Saved entries:
┌──
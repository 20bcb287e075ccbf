//! Domain models for harvested indicators.

use std::borrow::Cow;
use std::collections::BTreeMap;
use std::fmt;
use std::path::PathBuf;
use std::str::FromStr;

use chrono::{DateTime, NaiveDateTime, Utc};
use serde::{Deserialize, Serialize};
use serde_json::{Map, Value};
use sha1::{Digest, Sha1};
use uuid::Uuid;

use crate::config::SourceEntry;
use crate::error::AppError;

/// Sub-resources of an indicator published by the structural indicators index.
pub const DATASET_KEYS: [&str; 3] = ["Indicatore", "TabNumeratore", "TabDenominatore"];

/// Sub-resources of a self-contained sub-provincial entry.
pub const SUBPRO_DATASET_KEYS: [&str; 4] = [
    "Indicatore",
    "TabNumeratore",
    "TabDenominatore",
    "TabSubProvinciale",
];

/// Entry fields that can identify an indicator, in order of preference.
pub const IDENTIFIER_FIELDS: [&str; 3] = ["URL", "Indicatore", "id"];

/// Publisher of every indicator.
pub const PUBLISHER: &str = "Servizio Statistica - Provincia Autonoma di Trento";

/// Contact address of the publisher.
pub const PUBLISHER_EMAIL: &str = "serv.statistica@provincia.tn.it";

/// Descriptor of this harvester as shown to catalog administrators.
#[derive(Debug, Clone, Copy, PartialEq, Eq, Serialize)]
pub struct HarvesterInfo {
    pub name: &'static str,
    pub title: &'static str,
    pub description: &'static str,
}

impl HarvesterInfo {
    pub const fn statweb() -> Self {
        Self {
            name: "PATstatweb",
            title: PUBLISHER,
            description: "Harvester for www.statistica.provincia.tn.it",
        }
    }
}

/// Computes the content-hash identifier of an indicator.
///
/// The identifier is the hex SHA-1 of the source identifier, so harvesting
/// the same source twice always yields the same catalog id.
///
/// # Examples
///
/// ```
/// use statweb_core::models::content_hash;
///
/// let a = content_hash("http://example.com/ind.aspx?id=1");
/// let b = content_hash("http://example.com/ind.aspx?id=1");
/// assert_eq!(a, b);
/// assert_eq!(a.len(), 40);
/// ```
pub fn content_hash(source_id: &str) -> String {
    let mut hasher = Sha1::new();
    hasher.update(source_id.as_bytes());
    format!("{:x}", hasher.finalize())
}

/// Returns the list held by the first array-valued field of a JSON object.
///
/// Upstream wraps every payload in an object with a single key naming the
/// content (`{"IndicatoriStrutturali": [...]}`); the key changes between
/// endpoints, the shape does not.
pub fn first_list(value: &Value) -> Option<&Vec<Value>> {
    match value {
        Value::Object(map) => map.values().find_map(Value::as_array),
        Value::Array(list) => Some(list),
        _ => None,
    }
}

/// Returns the first record of the first list in a JSON payload.
pub fn first_record(value: &Value) -> Option<&Map<String, Value>> {
    first_list(value)?.first()?.as_object()
}

/// Returns the first key of a JSON object, in document order.
pub fn first_key(value: &Value) -> Option<&str> {
    value.as_object()?.keys().next().map(String::as_str)
}

/// Reads a field as text; numbers are rendered, empty strings count as absent.
pub fn text_field<'a>(map: &'a Map<String, Value>, key: &str) -> Option<Cow<'a, str>> {
    match map.get(key)? {
        Value::String(s) if !s.trim().is_empty() => Some(Cow::Borrowed(s.as_str())),
        Value::Number(n) => Some(Cow::Owned(n.to_string())),
        _ => None,
    }
}

// =============================================================================
// Index entries
// =============================================================================

/// Which index layout produced an entry.
#[derive(Debug, Clone, Copy, PartialEq, Eq, Serialize, Deserialize)]
#[serde(rename_all = "snake_case")]
pub enum SchemaVariant {
    /// Entry carries a `URL` pointing at its metadata document.
    LegacyIndicator,
    /// Entry fields are the metadata.
    SubProIndicator,
}

impl SchemaVariant {
    /// Detects the layout from the presence of a textual `URL` field.
    pub fn detect(entry: &Map<String, Value>) -> Self {
        let has_url = entry
            .get("URL")
            .and_then(Value::as_str)
            .is_some_and(|s| !s.trim().is_empty());
        if has_url {
            SchemaVariant::LegacyIndicator
        } else {
            SchemaVariant::SubProIndicator
        }
    }

    /// Whether fetch must retrieve a separate metadata document.
    pub fn requires_metadata_fetch(&self) -> bool {
        matches!(self, SchemaVariant::LegacyIndicator)
    }

    /// Dataset-keys whose values are resource URLs.
    pub fn dataset_keys(&self) -> &'static [&'static str] {
        match self {
            SchemaVariant::LegacyIndicator => &DATASET_KEYS,
            SchemaVariant::SubProIndicator => &SUBPRO_DATASET_KEYS,
        }
    }
}

/// Raw entry of a remote index, tagged with its layout and identifier.
#[derive(Debug, Clone, PartialEq, Serialize, Deserialize)]
pub struct IndicatorRecord {
    pub schema: SchemaVariant,
    /// Content-hash identifier.
    pub guid: String,
    /// Value the identifier was computed from.
    pub source_id: String,
    /// Entry as published upstream.
    pub entry: Map<String, Value>,
}

impl IndicatorRecord {
    /// Builds a record from one index entry.
    ///
    /// Returns `None` when none of [`IDENTIFIER_FIELDS`] is present.
    pub fn from_index_entry(entry: Map<String, Value>) -> Option<Self> {
        let source_id = IDENTIFIER_FIELDS
            .iter()
            .find_map(|field| text_field(&entry, field))?
            .into_owned();

        Some(Self {
            schema: SchemaVariant::detect(&entry),
            guid: content_hash(&source_id),
            source_id,
            entry,
        })
    }

    /// URL of the metadata document, for entries that have one.
    pub fn source_url(&self) -> Option<&str> {
        match self.schema {
            SchemaVariant::LegacyIndicator => self.entry.get("URL").and_then(Value::as_str),
            SchemaVariant::SubProIndicator => None,
        }
    }

    /// Free-text title of the indicator.
    pub fn title(&self) -> Option<&str> {
        self.entry
            .get("Descrizione")
            .and_then(Value::as_str)
            .map(str::trim)
            .filter(|s| !s.is_empty())
    }

    /// Source attribution, defaulting to the publisher.
    pub fn attribution(&self) -> &str {
        self.entry
            .get("Fonte")
            .and_then(Value::as_str)
            .filter(|s| !s.trim().is_empty())
            .unwrap_or(PUBLISHER)
    }
}

// =============================================================================
// Harvest objects
// =============================================================================

/// One sub-resource retrieved during fetch.
#[derive(Debug, Clone, PartialEq, Serialize, Deserialize)]
pub struct FetchedResource {
    /// Dataset-key the resource was declared under.
    pub key: String,
    /// JSON endpoint declared in the metadata.
    pub url: String,
    /// First key of the JSON payload, used as resource name.
    pub name: Option<String>,
    pub data: Value,
    /// Downloaded CSV counterpart, if the download succeeded.
    pub csv_path: Option<PathBuf>,
}

/// Serialized content of a harvest object.
///
/// Gather stores only `record`; fetch fills in `metadata` and `resources`.
#[derive(Debug, Clone, PartialEq, Serialize, Deserialize)]
pub struct HarvestPayload {
    pub record: IndicatorRecord,
    #[serde(default, skip_serializing_if = "Option::is_none")]
    pub metadata: Option<Map<String, Value>>,
    #[serde(default, skip_serializing_if = "Vec::is_empty")]
    pub resources: Vec<FetchedResource>,
}

impl From<IndicatorRecord> for HarvestPayload {
    fn from(record: IndicatorRecord) -> Self {
        Self {
            record,
            metadata: None,
            resources: Vec::new(),
        }
    }
}

impl HarvestPayload {
    pub fn to_json(&self) -> Result<String, AppError> {
        Ok(serde_json::to_string(self)?)
    }

    pub fn from_json(content: &str) -> Result<Self, AppError> {
        Ok(serde_json::from_str(content)?)
    }
}

/// Lifecycle state of a harvest object.
#[derive(Debug, Clone, Copy, PartialEq, Eq, Serialize, Deserialize)]
#[serde(rename_all = "lowercase")]
pub enum ObjectState {
    Discovered,
    Enriched,
    Imported,
    Failed,
}

impl ObjectState {
    pub fn as_str(&self) -> &'static str {
        match self {
            ObjectState::Discovered => "discovered",
            ObjectState::Enriched => "enriched",
            ObjectState::Imported => "imported",
            ObjectState::Failed => "failed",
        }
    }
}

impl fmt::Display for ObjectState {
    fn fmt(&self, f: &mut fmt::Formatter<'_>) -> fmt::Result {
        f.write_str(self.as_str())
    }
}

impl FromStr for ObjectState {
    type Err = AppError;

    fn from_str(s: &str) -> Result<Self, Self::Err> {
        match s {
            "discovered" => Ok(ObjectState::Discovered),
            "enriched" => Ok(ObjectState::Enriched),
            "imported" => Ok(ObjectState::Imported),
            "failed" => Ok(ObjectState::Failed),
            _ => Err(AppError::Generic(format!("Unknown object state: {}", s))),
        }
    }
}

/// Pipeline stage, recorded alongside object errors.
#[derive(Debug, Clone, Copy, PartialEq, Eq, Serialize, Deserialize)]
pub enum Stage {
    Gather,
    Fetch,
    Import,
}

impl Stage {
    pub fn as_str(&self) -> &'static str {
        match self {
            Stage::Gather => "Gather",
            Stage::Fetch => "Fetch",
            Stage::Import => "Import",
        }
    }
}

impl fmt::Display for Stage {
    fn fmt(&self, f: &mut fmt::Formatter<'_>) -> fmt::Result {
        f.write_str(self.as_str())
    }
}

impl FromStr for Stage {
    type Err = AppError;

    fn from_str(s: &str) -> Result<Self, Self::Err> {
        match s {
            "Gather" => Ok(Stage::Gather),
            "Fetch" => Ok(Stage::Fetch),
            "Import" => Ok(Stage::Import),
            _ => Err(AppError::Generic(format!("Unknown stage: {}", s))),
        }
    }
}

/// Error recorded against a harvest object.
#[derive(Debug, Clone, PartialEq, Eq, Serialize, Deserialize)]
pub struct ObjectError {
    pub message: String,
    pub stage: Stage,
}

/// Durable intermediate record, one per index entry.
#[derive(Debug, Clone, PartialEq, Serialize, Deserialize)]
pub struct HarvestObject {
    pub id: Uuid,
    pub guid: String,
    pub job_id: Uuid,
    pub state: ObjectState,
    pub content: Option<String>,
    pub error: Option<ObjectError>,
}

/// One harvest run over a set of index sources.
#[derive(Debug, Clone, PartialEq, Serialize, Deserialize)]
pub struct HarvestJob {
    pub id: Uuid,
    pub sources: Vec<SourceEntry>,
    pub created_at: DateTime<Utc>,
}

impl HarvestJob {
    pub fn new(sources: Vec<SourceEntry>) -> Self {
        Self {
            id: Uuid::new_v4(),
            sources,
            created_at: Utc::now(),
        }
    }
}

// =============================================================================
// Catalog records
// =============================================================================

/// One attachment of a dataset.
#[derive(Debug, Clone, PartialEq, Eq, Serialize, Deserialize)]
pub struct ResourceAttachment {
    pub url: String,
    pub format: String,
    pub mimetype: String,
    pub resource_type: String,
    pub description: String,
    pub name: String,
    pub last_modified: Option<NaiveDateTime>,
}

impl ResourceAttachment {
    /// Attachment pointing at the original JSON endpoint.
    pub fn json(url: &str, name: &str, last_modified: Option<NaiveDateTime>) -> Self {
        Self {
            url: url.to_string(),
            format: "json".to_string(),
            mimetype: "application/json".to_string(),
            resource_type: "api".to_string(),
            description: name.to_string(),
            name: name.to_string(),
            last_modified,
        }
    }

    /// Copy of this attachment pointing at a catalog-hosted CSV.
    pub fn csv_copy(&self, hosted_url: &str) -> Self {
        Self {
            url: hosted_url.to_string(),
            format: "csv".to_string(),
            mimetype: "text/csv".to_string(),
            resource_type: "file".to_string(),
            ..self.clone()
        }
    }
}

/// License block attached to every dataset.
#[derive(Debug, Clone, PartialEq, Eq, Serialize, Deserialize)]
pub struct License {
    pub id: String,
    pub title: String,
    pub url: String,
    pub is_open: bool,
}

impl License {
    /// Creative Commons Attribution 3.0, Italian port.
    pub fn cc_by_it() -> Self {
        Self {
            id: "cc-by".to_string(),
            title: "Creative Commons Attribution 3.0 it".to_string(),
            url: "http://creativecommons.org/licenses/by/3.0/it/".to_string(),
            is_open: true,
        }
    }
}

/// Canonical dataset handed to the catalog.
#[derive(Debug, Clone, PartialEq, Serialize, Deserialize)]
pub struct DatasetRecord {
    /// Content-hash identifier.
    pub id: String,
    /// URL slug, unique within the catalog.
    pub name: String,
    pub title: String,
    pub category: String,
    pub groups: Vec<String>,
    pub url: String,
    pub notes: String,
    pub author: String,
    pub author_email: String,
    pub maintainer: String,
    pub maintainer_email: String,
    pub tags: Vec<String>,
    pub license: License,
    pub extras: BTreeMap<String, String>,
    pub metadata_created: Option<NaiveDateTime>,
    pub metadata_modified: Option<NaiveDateTime>,
    pub resources: Vec<ResourceAttachment>,
}

/// Credentials the catalog client writes with.
#[derive(Debug, Clone, PartialEq, Eq)]
pub struct ServiceIdentity {
    pub name: String,
    pub api_key: Option<String>,
}

impl ServiceIdentity {
    /// Whether the catalog will accept writes: an API key that is not blank.
    pub fn can_write(&self) -> bool {
        self.api_key.as_deref().is_some_and(|k| !k.trim().is_empty())
    }
}

/// Maximum length of a catalog name.
pub const MAX_NAME_LENGTH: usize = 100;

/// Turns a title into a catalog name: lowercase ASCII letters, digits and dashes.
///
/// # Examples
///
/// ```
/// use statweb_core::models::slugify;
///
/// assert_eq!(slugify("Popolazione residente (età 0-14)"), "popolazione-residente-eta-0-14");
/// ```
pub fn slugify(title: &str) -> String {
    let mut slug = String::with_capacity(title.len());
    let mut pending_dash = false;

    for c in title.chars().flat_map(char::to_lowercase) {
        let mapped = match c {
            'a'..='z' | '0'..='9' => Some(c),
            'à' | 'á' | 'â' | 'ä' => Some('a'),
            'è' | 'é' | 'ê' | 'ë' => Some('e'),
            'ì' | 'í' | 'î' | 'ï' => Some('i'),
            'ò' | 'ó' | 'ô' | 'ö' => Some('o'),
            'ù' | 'ú' | 'û' | 'ü' => Some('u'),
            _ => None,
        };
        match mapped {
            Some(m) => {
                if pending_dash && !slug.is_empty() {
                    slug.push('-');
                }
                pending_dash = false;
                slug.push(m);
            }
            None => pending_dash = true,
        }
    }

    if slug.len() > MAX_NAME_LENGTH {
        slug.truncate(MAX_NAME_LENGTH);
        while slug.ends_with('-') {
            slug.pop();
        }
    }

    if slug.len() < 2 {
        slug = format!("indicatore-{}", slug).trim_end_matches('-').to_string();
    }

    slug
}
└──
#### [Task details]
In the data above, find each line where the string "layout" appears, then copy it.

#### [Solution below]
/// Which index layout produced an entry.
    /// Detects the layout from the presence of a textual `URL` field.
/// Raw entry of a remote index, tagged with its layout and identifier.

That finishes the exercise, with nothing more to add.